Work instruction:
In your answer, reproduce exactly the lines from the beginning of the listing below through the one containing "the actor stops.", and only those lines.

Working data:

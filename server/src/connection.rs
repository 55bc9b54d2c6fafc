use std::net::{IpAddr, Ipv4Addr};
use std::time::{Duration, Instant};

use actix::{
    Actor, ActorContext, AsyncContext, Handler, Message, Recipient, Running, StreamHandler,
};
use actix_web::{web, Error, HttpRequest, HttpResponse};
use actix_web_actors::ws::{self, CloseCode, CloseReason};
use tokio::sync::mpsc::{unbounded_channel, Receiver, UnboundedReceiver, UnboundedSender};

use system::{ConnectionId, DisconnectReason, SessionMessage, UserEvent};

use crate::server::{ServerCommand, ServerTx};

const HEARTBEAT_INTERVAL: Duration = Duration::from_secs(5);

#[derive(Debug)]
pub enum ConnectionEvent {
    Connected {
        connection_id: ConnectionId,
        client_timeout: Duration,
    },
    Message(SessionMessage),
    Disconnected {
        reason: DisconnectReason,
    },
}

#[derive(Message)]
#[rtype(result = "()")]
struct ConnectionActorMessage(ConnectionEvent);

enum ConnectionState {
    Idle,
    Connected(ConnectionId),
}

struct ConnectionActor {
    state: ConnectionState,
    /// Commands for the server loop, forwarded in order by [`forward_to_server`].
    ingress: UnboundedSender<ServerCommand>,
    peer: IpAddr,
    heartbeat: Instant,
    /// Reported to the server when the actor stops.
    departure: UserEvent,
}

impl ConnectionActor {
    fn send_to_server(&self, command: ServerCommand) {
        if self.ingress.send(command).is_err() {
            log::error!("Cannot reach server from {}", self.peer);
        }
    }

    fn start_heartbeat(&self, client_timeout: Duration, ctx: &mut ws::WebsocketContext<Self>) {
        ctx.run_interval(HEARTBEAT_INTERVAL, move |act, ctx| {
            if Instant::now().duration_since(act.heartbeat) > client_timeout {
                log::info!("Client {} timed out", act.peer);
                act.departure = UserEvent::TimedOut;
                ctx.stop();
                return;
            }
            ctx.ping(b"");
        });
    }
}

impl Actor for ConnectionActor {
    type Context = ws::WebsocketContext<Self>;

    fn started(&mut self, ctx: &mut Self::Context) {
        let (tx, rx) = tokio::sync::mpsc::channel::<ConnectionEvent>(256);

        self.send_to_server(ServerCommand::Connect {
            tx,
            peer: self.peer,
        });

        tokio::spawn(forward_to_actor(rx, ctx.address().recipient()));
    }

    fn stopping(&mut self, _: &mut Self::Context) -> Running {
        if let ConnectionState::Connected(from) = self.state {
            self.send_to_server(ServerCommand::Disconnect {
                from,
                reason: self.departure,
            });
        }

        Running::Stop
    }
}

/// Ingress
impl StreamHandler<Result<ws::Message, ws::ProtocolError>> for ConnectionActor {
    fn handle(&mut self, msg: Result<ws::Message, ws::ProtocolError>, ctx: &mut Self::Context) {
        match msg {
            Ok(ws::Message::Ping(msg)) => {
                self.heartbeat = Instant::now();
                ctx.pong(&msg);
            }
            Ok(ws::Message::Pong(_)) => self.heartbeat = Instant::now(),
            Ok(ws::Message::Binary(bin)) => {
                self.heartbeat = Instant::now();
                log::debug!("Ingress size: {}", bin.len());
                if let ConnectionState::Connected(from) = self.state {
                    match SessionMessage::decode(&bin) {
                        Ok(message) => {
                            log::debug!("Ingress {:?}", message.message.kind());
                            self.send_to_server(ServerCommand::Message { from, message });
                        }
                        Err(err) => log::warn!("Dropping frame from {}: {}", self.peer, err),
                    }
                }
            }
            Ok(ws::Message::Close(_)) => {
                self.departure = UserEvent::Disconnect;
                ctx.stop();
            }
            Ok(other) => log::debug!("Ignoring frame {:?} from {}", other, self.peer),
            Err(err) => {
                log::warn!("Protocol error from {}: {}", self.peer, err);
                self.departure = UserEvent::BrokenPipe;
                ctx.stop();
            }
        }
    }
}

/// Egress
impl Handler<ConnectionActorMessage> for ConnectionActor {
    type Result = ();

    fn handle(
        &mut self,
        msg: ConnectionActorMessage,
        ctx: &mut ws::WebsocketContext<Self>,
    ) -> Self::Result {
        match msg.0 {
            ConnectionEvent::Connected {
                connection_id,
                client_timeout,
            } => {
                log::debug!("Client {} is connection {}", self.peer, connection_id);
                self.state = ConnectionState::Connected(connection_id);
                self.start_heartbeat(client_timeout, ctx);
            }
            ConnectionEvent::Disconnected { reason } => {
                self.departure = UserEvent::Disconnect;
                ctx.close(Some(CloseReason {
                    code: CloseCode::Policy,
                    description: Some(reason.code().to_owned()),
                }));
                ctx.stop();
            }
            ConnectionEvent::Message(message) => match message.encode() {
                Ok(bytes) => ctx.binary(bytes),
                Err(err) => log::error!("Cannot encode {:?}: {}", message.message.kind(), err),
            },
        }
    }
}

/// Hands events from the server loop to the actor, waiting whenever its
/// mailbox is full.
async fn forward_to_actor(
    mut rx: Receiver<ConnectionEvent>,
    addr: Recipient<ConnectionActorMessage>,
) {
    log::debug!("connection green thread - started");
    while let Some(msg) = rx.recv().await {
        if addr.send(ConnectionActorMessage(msg)).await.is_err() {
            break;
        }
    }
    log::debug!("connection green thread - terminated");
}

/// Hands commands to the server loop in the order the actor issued them,
/// waiting whenever the server queue is full.
async fn forward_to_server(mut rx: UnboundedReceiver<ServerCommand>, srv_tx: ServerTx) {
    while let Some(command) = rx.recv().await {
        if srv_tx.send(command).await.is_err() {
            log::warn!("Server loop is gone");
            break;
        }
    }
}

pub async fn ws_index(
    req: HttpRequest,
    stream: web::Payload,
    srv_tx: web::Data<ServerTx>,
) -> Result<HttpResponse, Error> {
    let peer = req
        .peer_addr()
        .map(|addr| addr.ip())
        .unwrap_or(IpAddr::V4(Ipv4Addr::UNSPECIFIED));
    let (ingress, ingress_rx) = unbounded_channel();
    tokio::spawn(forward_to_server(ingress_rx, srv_tx.get_ref().clone()));
    ws::start(
        ConnectionActor {
            ingress,
            state: ConnectionState::Idle,
            peer,
            heartbeat: Instant::now(),
            departure: UserEvent::BrokenPipe,
        },
        &req,
        stream,
    )
}

#[cfg(test)]
mod tests {
    use super::*;
    use actix::Context;
    use tokio::sync::mpsc::channel;

    fn stroke(x: i16) -> SessionMessage {
        SessionMessage::new(
            1,
            system::Message::StrokeInfo(system::StrokeInfo {
                user: 1,
                x,
                y: 0,
                pressure: 1,
            }),
        )
    }

    struct Recorder(UnboundedSender<ConnectionEvent>);

    impl Actor for Recorder {
        type Context = Context<Self>;
    }

    impl Handler<ConnectionActorMessage> for Recorder {
        type Result = ();

        fn handle(&mut self, msg: ConnectionActorMessage, _: &mut Context<Self>) {
            self.0.send(msg.0).unwrap();
        }
    }

    #[actix_web::test]
    async fn a_burst_larger_than_the_mailbox_reaches_the_actor() {
        let (seen_tx, mut seen_rx) = unbounded_channel();
        let addr = Recorder(seen_tx).start();

        let (tx, rx) = channel(256);
        for x in 0..100 {
            tx.send(ConnectionEvent::Message(stroke(x))).await.unwrap();
        }
        drop(tx);
        forward_to_actor(rx, addr.recipient()).await;

        for x in 0..100 {
            match seen_rx.recv().await {
                Some(ConnectionEvent::Message(message)) => assert_eq!(message, stroke(x)),
                other => panic!("unexpected {:?}", other),
            }
        }
    }

    #[tokio::test]
    async fn ingress_waits_for_room_in_the_server_queue() {
        let (srv_tx, mut srv_rx) = channel(1);
        let (ingress, ingress_rx) = unbounded_channel();
        for x in 0..50 {
            ingress
                .send(ServerCommand::Message {
                    from: 1,
                    message: stroke(x),
                })
                .unwrap();
        }
        ingress
            .send(ServerCommand::Disconnect {
                from: 1,
                reason: UserEvent::BrokenPipe,
            })
            .unwrap();
        drop(ingress);
        let forwarder = tokio::spawn(forward_to_server(ingress_rx, srv_tx));

        for x in 0..50 {
            match srv_rx.recv().await {
                Some(ServerCommand::Message { message, .. }) => assert_eq!(message, stroke(x)),
                other => panic!("unexpected {:?}", other),
            }
        }
        assert!(matches!(
            srv_rx.recv().await,
            Some(ServerCommand::Disconnect {
                from: 1,
                reason: UserEvent::BrokenPipe
            })
        ));
        forwarder.await.unwrap();
    }
}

Answer:
filename server/src/connection.rs
repository 55bc9b54d2c6fafc
use std::net::{IpAddr, Ipv4Addr};
use std::time::{Duration, Instant};

use actix::{
    Actor, ActorContext, AsyncContext, Handler, Message, Recipient, Running, StreamHandler,
};
use actix_web::{web, Error, HttpRequest, HttpResponse};
use actix_web_actors::ws::{self, CloseCode, CloseReason};
use tokio::sync::mpsc::{unbounded_channel, Receiver, UnboundedReceiver, UnboundedSender};

use system::{ConnectionId, DisconnectReason, SessionMessage, UserEvent};

use crate::server::{ServerCommand, ServerTx};

const HEARTBEAT_INTERVAL: Duration = Duration::from_secs(5);

#[derive(Debug)]
pub enum ConnectionEvent {
    Connected {
        connection_id: ConnectionId,
        client_timeout: Duration,
    },
    Message(SessionMessage),
    Disconnected {
        reason: DisconnectReason,
    },
}

#[derive(Message)]
#[rtype(result = "()")]
struct ConnectionActorMessage(ConnectionEvent);

enum ConnectionState {
    Idle,
    Connected(ConnectionId),
}

struct ConnectionActor {
    state: ConnectionState,
    /// Commands for the server loop, forwarded in order by [`forward_to_server`].
    ingress: UnboundedSender<ServerCommand>,
    peer: IpAddr,
    heartbeat: Instant,
    /// Reported to the server when the actor stops.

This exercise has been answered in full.